EXERCISE BRIEF:
Collect all lines from the records below that include the word "diagnostics".

*** Opening STUDY MATERIAL ***

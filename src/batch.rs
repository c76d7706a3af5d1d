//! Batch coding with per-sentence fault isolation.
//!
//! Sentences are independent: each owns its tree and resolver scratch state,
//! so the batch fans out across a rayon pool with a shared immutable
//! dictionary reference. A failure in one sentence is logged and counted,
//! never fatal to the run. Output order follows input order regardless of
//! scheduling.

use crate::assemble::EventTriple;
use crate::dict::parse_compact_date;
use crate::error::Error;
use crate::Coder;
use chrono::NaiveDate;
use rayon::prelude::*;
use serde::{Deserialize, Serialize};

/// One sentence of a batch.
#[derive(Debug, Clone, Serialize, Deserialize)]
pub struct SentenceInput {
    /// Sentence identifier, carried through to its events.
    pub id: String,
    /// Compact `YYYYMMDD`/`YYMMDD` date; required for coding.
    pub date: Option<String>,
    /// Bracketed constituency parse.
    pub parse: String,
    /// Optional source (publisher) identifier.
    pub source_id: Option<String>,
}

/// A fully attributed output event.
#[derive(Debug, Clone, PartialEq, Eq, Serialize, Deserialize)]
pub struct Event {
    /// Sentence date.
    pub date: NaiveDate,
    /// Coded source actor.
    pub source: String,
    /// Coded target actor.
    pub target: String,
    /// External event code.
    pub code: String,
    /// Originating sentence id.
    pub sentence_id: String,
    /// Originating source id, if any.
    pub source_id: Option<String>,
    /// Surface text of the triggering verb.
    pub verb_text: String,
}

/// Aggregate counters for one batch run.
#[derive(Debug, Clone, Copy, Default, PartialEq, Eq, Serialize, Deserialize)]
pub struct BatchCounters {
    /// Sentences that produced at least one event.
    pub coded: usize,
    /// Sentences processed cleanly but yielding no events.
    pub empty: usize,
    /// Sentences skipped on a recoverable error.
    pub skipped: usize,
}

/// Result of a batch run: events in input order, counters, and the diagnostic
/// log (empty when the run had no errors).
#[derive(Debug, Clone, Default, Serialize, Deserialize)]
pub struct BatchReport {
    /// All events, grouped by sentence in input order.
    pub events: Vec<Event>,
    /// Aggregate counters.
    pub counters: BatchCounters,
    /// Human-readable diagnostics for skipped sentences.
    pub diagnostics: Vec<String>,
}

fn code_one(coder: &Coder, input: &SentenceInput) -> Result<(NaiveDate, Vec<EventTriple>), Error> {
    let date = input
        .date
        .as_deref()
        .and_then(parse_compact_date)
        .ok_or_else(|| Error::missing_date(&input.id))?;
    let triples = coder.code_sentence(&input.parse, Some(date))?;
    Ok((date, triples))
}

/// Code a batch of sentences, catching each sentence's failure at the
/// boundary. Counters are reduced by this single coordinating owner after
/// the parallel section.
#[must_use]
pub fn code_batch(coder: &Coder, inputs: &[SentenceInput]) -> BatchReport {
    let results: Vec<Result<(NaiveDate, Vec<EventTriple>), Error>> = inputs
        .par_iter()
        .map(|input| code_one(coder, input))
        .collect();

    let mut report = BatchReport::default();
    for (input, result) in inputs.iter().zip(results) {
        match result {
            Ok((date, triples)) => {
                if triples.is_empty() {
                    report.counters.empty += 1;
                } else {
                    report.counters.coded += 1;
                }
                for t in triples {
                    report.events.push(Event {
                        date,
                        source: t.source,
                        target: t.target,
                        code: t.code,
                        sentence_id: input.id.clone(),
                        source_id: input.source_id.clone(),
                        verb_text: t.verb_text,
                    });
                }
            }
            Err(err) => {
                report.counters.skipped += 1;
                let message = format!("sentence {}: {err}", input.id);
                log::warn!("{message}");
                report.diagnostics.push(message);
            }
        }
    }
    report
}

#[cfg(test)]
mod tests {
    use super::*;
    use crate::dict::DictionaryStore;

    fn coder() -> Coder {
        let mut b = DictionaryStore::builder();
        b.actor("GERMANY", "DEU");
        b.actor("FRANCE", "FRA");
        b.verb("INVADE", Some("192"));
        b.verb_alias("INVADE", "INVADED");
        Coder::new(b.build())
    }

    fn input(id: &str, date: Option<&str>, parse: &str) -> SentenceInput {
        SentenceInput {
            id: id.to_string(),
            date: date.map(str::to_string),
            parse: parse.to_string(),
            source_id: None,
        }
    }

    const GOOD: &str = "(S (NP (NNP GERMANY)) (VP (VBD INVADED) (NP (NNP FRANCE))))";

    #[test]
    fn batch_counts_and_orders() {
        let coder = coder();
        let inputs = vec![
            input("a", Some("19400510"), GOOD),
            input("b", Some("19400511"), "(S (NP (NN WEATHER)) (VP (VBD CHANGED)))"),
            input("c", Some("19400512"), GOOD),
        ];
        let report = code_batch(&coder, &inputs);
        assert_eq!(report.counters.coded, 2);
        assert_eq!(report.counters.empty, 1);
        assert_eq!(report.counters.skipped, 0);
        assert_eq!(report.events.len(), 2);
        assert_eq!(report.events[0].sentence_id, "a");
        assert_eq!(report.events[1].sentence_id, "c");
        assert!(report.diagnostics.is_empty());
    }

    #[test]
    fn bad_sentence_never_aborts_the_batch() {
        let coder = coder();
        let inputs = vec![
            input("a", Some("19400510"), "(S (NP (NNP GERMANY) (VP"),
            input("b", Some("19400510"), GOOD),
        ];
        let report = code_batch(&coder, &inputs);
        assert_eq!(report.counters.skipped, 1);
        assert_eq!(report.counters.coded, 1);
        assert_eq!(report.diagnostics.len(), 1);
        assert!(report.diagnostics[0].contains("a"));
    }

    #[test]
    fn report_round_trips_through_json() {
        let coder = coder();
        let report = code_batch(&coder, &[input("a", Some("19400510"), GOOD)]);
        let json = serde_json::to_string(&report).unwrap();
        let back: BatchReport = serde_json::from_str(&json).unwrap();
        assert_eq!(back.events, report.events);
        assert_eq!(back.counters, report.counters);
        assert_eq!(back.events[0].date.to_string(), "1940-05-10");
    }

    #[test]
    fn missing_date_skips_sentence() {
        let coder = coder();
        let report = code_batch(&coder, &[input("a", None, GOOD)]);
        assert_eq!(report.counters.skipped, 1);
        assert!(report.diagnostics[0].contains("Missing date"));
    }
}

*** Closing STUDY MATERIAL ***

TASK RESPONSE:
    /// Human-readable diagnostics for skipped sentences.
    pub diagnostics: Vec<String>,
                report.diagnostics.push(message);
        assert!(report.diagnostics.is_empty());
        assert_eq!(report.diagnostics.len(), 1);
        assert!(report.diagnostics[0].contains("a"));
        assert!(report.diagnostics[0].contains("Missing date"));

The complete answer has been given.